• About this exercise:
Look through the entries below and return all lines including the word "pulled".

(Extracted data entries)
★ ★ ★

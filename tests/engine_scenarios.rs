//! End-to-end allocation scenarios for the balanz planner, driven with a
//! deterministic clock against a populated store.

use std::sync::Arc;

use balanz::config::AppConfig;
use balanz::engine::planner::plan;
use balanz::model::{ChargeChange, ConnectorStatus, Store, Tag, TagStatus};
use balanz::support::timeutil::next_top_of_hour;
use chrono::{DateTime, Duration, Utc};

const SCHEDULE: &str = "00:00-23:59>0=24:3=40:5=48";

fn setup(chargers: &[(&str, i32)]) -> Store {
    let store = Store::new(Arc::new(AppConfig::default()));
    store.add_group("SITE", None, Some(SCHEDULE)).unwrap();
    for (charger_id, priority) in chargers {
        store
            .add_charger(charger_id, "SITE", charger_id, 1, *priority, None, Some(32.0), None)
            .unwrap();
    }
    store.upsert_tag(Tag::new("CARD", None, None, None, TagStatus::Activated, None));
    store
}

fn run_plan(store: &Store, now: DateTime<Utc>) -> (Vec<ChargeChange>, Vec<ChargeChange>) {
    store
        .with_model_mut(|m| plan(m, "SITE", &store.config().balanz, now))
        .unwrap()
}

fn commit(store: &Store, changes: &[ChargeChange], now: DateTime<Utc>) {
    for change in changes {
        store.charge_change_implemented(change, now);
    }
}

/// Feed a steady usage level into the sliding window and the transaction.
fn feed_usage(store: &Store, charger_id: &str, level: f64, from: DateTime<Utc>, until: DateTime<Utc>) {
    store.with_model_mut(|m| {
        let conn = m.connector_mut(charger_id, 1).unwrap();
        let mut t = from;
        while t <= until {
            conn.balanz.recent_usages.push_back((level, t));
            t += Duration::seconds(30);
        }
        if let Some(trans) = conn.transaction.as_mut() {
            trans.usage_meter = Some(level);
        }
    });
}

fn offered(store: &Store, charger_id: &str) -> Option<f64> {
    store.with_model(|m| m.chargers[charger_id].connectors[&1].offered)
}

fn set_status(store: &Store, charger_id: &str, status: ConnectorStatus, now: DateTime<Utc>) {
    store.status_notification(charger_id, 1, status, now).unwrap();
}

/// Solo low-priority charger ramps 6 → 12 → 18 → 24 and stops at the
/// priority-0 bucket cap.
#[test]
fn solo_charger_ramps_to_its_bucket_cap() {
    let store = setup(&[("A", 1)]);
    let t0 = Utc::now();

    // Tag accepted, no transaction yet: the starter grant.
    set_status(&store, "A", ConnectorStatus::SuspendedEVSE, t0);
    let (reduce, grow) = run_plan(&store, t0);
    assert!(reduce.is_empty());
    assert_eq!(grow.len(), 1);
    assert_eq!(grow[0].allocation, 6.0);
    assert_eq!(grow[0].transaction_id, None);
    commit(&store, &grow, t0);

    // Blocking profile lifted, charging begins.
    store.start_transaction("A", 1, "CARD", 0, t0).unwrap();
    set_status(&store, "A", ConnectorStatus::Charging, t0);

    let mut tick_start = t0;
    for expected in [12.0, 18.0, 24.0] {
        let tick_end = tick_start + Duration::seconds(185);
        feed_usage(&store, "A", expected - 6.2, tick_start, tick_end);
        let (reduce, grow) = run_plan(&store, tick_end);
        assert!(reduce.is_empty());
        assert_eq!(grow.len(), 1, "expected a grow to {expected}");
        assert_eq!(grow[0].allocation, expected);
        assert_eq!(grow[0].transaction_id, Some(1));
        commit(&store, &grow, tick_end);
        tick_start = tick_end;
    }
    assert_eq!(offered(&store, "A"), Some(24.0));

    // Steady state: the next pass changes nothing.
    let settle = tick_start + Duration::seconds(185);
    feed_usage(&store, "A", 23.8, tick_start, settle);
    let (reduce, grow) = run_plan(&store, settle);
    assert!(reduce.is_empty(), "unexpected reduce {reduce:?}");
    assert!(grow.is_empty(), "unexpected grow {grow:?}");
}

/// A higher-priority arrival starts immediately out of its own bucket
/// without disturbing the established session.
#[test]
fn priority_arrival_does_not_preempt_within_budget() {
    let store = setup(&[("A", 1), ("B", 3)]);
    let t0 = Utc::now();

    // A established at 24 A.
    set_status(&store, "A", ConnectorStatus::SuspendedEVSE, t0);
    commit(
        &store,
        &[ChargeChange {
            charger_id: "A".into(),
            connector_id: 1,
            transaction_id: None,
            allocation: 24.0,
        }],
        t0,
    );
    store.start_transaction("A", 1, "CARD", 0, t0).unwrap();
    set_status(&store, "A", ConnectorStatus::Charging, t0);
    store.with_model_mut(|m| {
        let conn = m.connector_mut("A", 1).unwrap();
        conn.offered = Some(24.0);
        conn.balanz.last_offer_time = Some(t0);
    });
    feed_usage(&store, "A", 23.8, t0, t0 + Duration::seconds(60));

    // B tags in.
    let t1 = t0 + Duration::seconds(90);
    set_status(&store, "B", ConnectorStatus::SuspendedEVSE, t1);

    let (reduce, grow) = run_plan(&store, t1);
    assert!(reduce.is_empty(), "A must keep its allocation: {reduce:?}");
    assert_eq!(grow.len(), 1);
    assert_eq!(grow[0].charger_id, "B");
    assert_eq!(grow[0].allocation, 6.0);
    commit(&store, &grow, t1);

    assert_eq!(offered(&store, "A"), Some(24.0));
    assert_eq!(offered(&store, "B"), Some(6.0));
}

/// An EV that reports SuspendedEV and stops drawing gets its offer pulled
/// after the grace period, with a mid-session retry delay.
#[test]
fn ev_full_mid_session_releases_the_offer() {
    let store = setup(&[("A", 1)]);
    let t0 = Utc::now();

    store.start_transaction("A", 1, "CARD", 0, t0).unwrap();
    set_status(&store, "A", ConnectorStatus::Charging, t0);
    commit(
        &store,
        &[ChargeChange {
            charger_id: "A".into(),
            connector_id: 1,
            transaction_id: Some(1),
            allocation: 6.0,
        }],
        t0,
    );
    store.with_model_mut(|m| {
        m.connector_mut("A", 1).unwrap().transaction.as_mut().unwrap().energy_meter = 1500;
    });

    // EV reports full; usage drops to zero.
    let t1 = t0 + Duration::seconds(30);
    set_status(&store, "A", ConnectorStatus::SuspendedEV, t1);

    // Within the grace period the offer is kept.
    let (reduce, grow) = run_plan(&store, t0 + Duration::seconds(200));
    assert!(reduce.is_empty() && grow.is_empty());

    // Past the grace period it is pulled, with the mid-session retry delay
    // (energy is beyond the initial-charging threshold).
    let t2 = t0 + Duration::seconds(301);
    let (reduce, grow) = run_plan(&store, t2);
    assert!(grow.is_empty());
    assert_eq!(reduce.len(), 1);
    assert_eq!(reduce[0].allocation, 0.0);
    assert_eq!(reduce[0].transaction_id, Some(1));
    store.with_model(|m| {
        let scratch = &m.chargers["A"].connectors[&1].balanz;
        assert_eq!(scratch.suspend_until, Some(t2 + Duration::seconds(3600)));
    });
}

/// A delayed-start EV (no energy drawn yet) is retried shortly before the
/// next top of the hour, and no capacity is granted inside the window.
#[test]
fn delayed_start_aligns_retry_to_top_of_hour() {
    let store = setup(&[("A", 1)]);
    let t0 = Utc::now();

    store.start_transaction("A", 1, "CARD", 0, t0).unwrap();
    store.with_model_mut(|m| {
        let conn = m.connector_mut("A", 1).unwrap();
        conn.offered = Some(6.0);
        conn.transaction.as_mut().unwrap().energy_meter = 100;
    });
    set_status(&store, "A", ConnectorStatus::SuspendedEV, t0);

    let t1 = t0 + Duration::seconds(301);
    let (reduce, _) = run_plan(&store, t1);
    assert_eq!(reduce.len(), 1);
    assert_eq!(reduce[0].allocation, 0.0);
    let expected_retry = next_top_of_hour(t1, 300);
    store.with_model(|m| {
        assert_eq!(
            m.chargers["A"].connectors[&1].balanz.suspend_until,
            Some(expected_retry)
        );
    });
    commit(&store, &reduce, t1);

    // The charger settles into SuspendedEVSE; transaction ends.
    store.stop_transaction("A", 1, 100, t1, Some("Local".into()), None).unwrap();
    store.with_model_mut(|m| {
        let conn = m.connector_mut("A", 1).unwrap();
        conn.status = Some(ConnectorStatus::SuspendedEVSE);
        conn.offered = Some(0.0);
        conn.balanz.suspend_until = Some(expected_retry);
    });

    // Inside the window: no start grant.
    let (reduce, grow) = run_plan(&store, t1 + Duration::seconds(30));
    assert!(reduce.is_empty() && grow.is_empty());

    // After the window: the starter minimum is offered again.
    let (reduce, grow) = run_plan(&store, expected_retry + Duration::seconds(1));
    assert!(reduce.is_empty());
    assert_eq!(grow.len(), 1);
    assert_eq!(grow[0].allocation, 6.0);
    assert_eq!(grow[0].transaction_id, None);
}

/// Reduce-to-observed frees capacity for a waiting starter, reduce listed
/// before grow, and the observed ceiling becomes sticky.
#[test]
fn underuse_is_reduced_before_a_starter_grows() {
    let store = setup(&[("X", 1), ("Y", 1)]);
    let t0 = Utc::now();

    store.start_transaction("X", 1, "CARD", 0, t0).unwrap();
    set_status(&store, "X", ConnectorStatus::Charging, t0);
    commit(
        &store,
        &[ChargeChange {
            charger_id: "X".into(),
            connector_id: 1,
            transaction_id: Some(1),
            allocation: 12.0,
        }],
        t0,
    );
    let t1 = t0 + Duration::seconds(310);
    feed_usage(&store, "X", 6.0, t0, t1);

    set_status(&store, "Y", ConnectorStatus::SuspendedEVSE, t1);

    let (reduce, grow) = run_plan(&store, t1);
    assert_eq!(reduce.len(), 1);
    assert_eq!(reduce[0].charger_id, "X");
    assert_eq!(reduce[0].allocation, 6.0);
    assert_eq!(grow.len(), 1);
    assert_eq!(grow[0].charger_id, "Y");
    assert_eq!(grow[0].allocation, 6.0);

    // The observed ceiling sticks for the rest of the transaction.
    store.with_model(|m| {
        assert_eq!(m.chargers["X"].connectors[&1].balanz.ev_max_usage, Some(6.0));
    });

    // At the minimum there is nothing further to reduce, even if usage
    // drifts lower still.
    commit(&store, &reduce, t1);
    commit(&store, &grow, t1);
    let t2 = t1 + Duration::seconds(310);
    feed_usage(&store, "X", 5.0, t1, t2);
    let (reduce, grow) = run_plan(&store, t2);
    assert!(reduce.is_empty(), "already at the minimum: {reduce:?}");
    assert!(grow.is_empty(), "usage is below the offer: {grow:?}");
    store.with_model(|m| {
        assert_eq!(m.chargers["X"].connectors[&1].balanz.ev_max_usage, Some(6.0));
    });
}

/// A transaction-level priority override moves the connector into a higher
/// bucket.
#[test]
fn transaction_priority_override_raises_the_cap() {
    let store = setup(&[("A", 1)]);
    let t0 = Utc::now();

    store.start_transaction("A", 1, "CARD", 0, t0).unwrap();
    set_status(&store, "A", ConnectorStatus::Charging, t0);
    store.set_charge_priority("A", 1, 3).unwrap();
    commit(
        &store,
        &[ChargeChange {
            charger_id: "A".into(),
            connector_id: 1,
            transaction_id: Some(1),
            allocation: 24.0,
        }],
        t0,
    );

    // At priority 3 the 40 A bucket applies, so growth continues past 24.
    let t1 = t0 + Duration::seconds(185);
    feed_usage(&store, "A", 23.8, t0, t1);
    let (reduce, grow) = run_plan(&store, t1);
    assert!(reduce.is_empty());
    assert_eq!(grow.len(), 1);
    assert_eq!(grow[0].allocation, 30.0);
}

★ ★ ★

• Solution below:
/// An EV that reports SuspendedEV and stops drawing gets its offer pulled
    // Past the grace period it is pulled, with the mid-session retry delay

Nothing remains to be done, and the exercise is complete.